O governo do Paquistão desmentiu relatos de que ele estava no país, mas é amplamente sabido que ele estava mudando de vilarejo em vilarejo na região do Waziristão do Norte, com um pequeno grupo de guarda-costas, onde ele vivia sob a proteção de líderes tribais.

Ex-agentes da CIA afirmam que o maior obstáculo para encontrar Bin Laden era que qualquer um que considerasse traí-lo pela recompensa oferecida de US$ 25 milhões (R$ 39 milhões) temia dar informações à polícia, que poderia ser simpática ao líder da Al-Qaeda, ou até paga por ele.

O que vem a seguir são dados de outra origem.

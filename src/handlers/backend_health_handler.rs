use actix_web::HttpResponse;
use serde_json::json;

pub async fn backend_health_check() -> HttpResponse {
    HttpResponse::Ok().json(json!({ "status": "ok" }))
}
use actix_web::web;

pub mod activities;
pub mod admin;
pub mod auth;
pub mod backend_health;
pub mod goals;
pub mod profile;

use crate::middleware::auth::AuthMiddleware;

pub fn init_routes(cfg: &mut web::ServiceConfig) {
    cfg.service(backend_health::backend_health);

    cfg.service(
        web::scope("/api/auth")
            .service(auth::register)
            .service(auth::login)
            .service(auth::refresh),
    );

    // Profile routes must be registered before the admin /api/users scope,
    // otherwise "profile" would be captured as a user id
    cfg.service(
        web::scope("/api/users/profile")
            .wrap(AuthMiddleware)
            .service(profile::get_profile)
            .service(profile::update_profile),
    );
    cfg.configure(admin::init_admin_routes);

    cfg.service(
        web::scope("/api/activities")
            .wrap(AuthMiddleware)
            .service(activities::create_activity)
            .service(activities::list_activities)
            .service(activities::get_stats)
            .service(activities::get_activity)
            .service(activities::update_activity)
            .service(activities::delete_activity),
    );

    cfg.service(
        web::scope("/api/goals")
            .wrap(AuthMiddleware)
            .service(goals::create_goal)
            .service(goals::list_goals)
            .service(goals::get_goal)
            .service(goals::update_goal)
            .service(goals::delete_goal)
            .service(goals::update_progress),
    );
}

Além disto, os próprios agentes eram impedidos de ir além de seus refúgios no Paquistão, devido à ameaça de assassinato e resistência por parte do braço de inteligência das forças armadas paquistanesas (ISI), que queria liderar a operação.

Conspirações
Autoridades americanas acreditavam que o fracasso em capturar ou matar Bin Laden e seu número dois, Ayman al-Zawahiri, era resultado de conspirações de seus colegas paquistaneses, em particular dentro da ISI. Alguns acreditavam que a própria ISI estaria dando guarida aos dois procurados.

"Não estou dizendo que eles estão nos níveis mais altos, mas eu acredito que em algum lugar neste governo há pessoas que sabem onde Osama Bin Laden e a Al-Qaeda estão", disse a secretária de Estado, Hillary Clinton, em maio de 2010.

A descoberta de que Bin Laden vinha vivendo em um complexo grande, personalizado e protegido por muros em Abbottabad, perto da Academia Militar paquistanesa, e possivelmente desde 2005, reforçou as suspeitas sobre a ISI.

Autoridades americanas disseram que levaram oito meses para agentes dos Estados Unidos e do Paquistão para confirmar a localização do líder da Al-Qaeda, e que eles o encontraram ao seguir um de seus mensageiros mais confiáveis, cujo nome foi revelado por prisioneiros.

No entanto, o ex-oficial de campo da CIA Bob Baer disse à BBC estar cético sobre estas afirmações.

"Agências de inteligência como a CIA e as Forças Armadas americanas vão simplesmente divulgar desinformações para proteger as fontes reais, que podem ter sido qualquer coisa, desde interceptações até o próprio governo paquistanês", disse.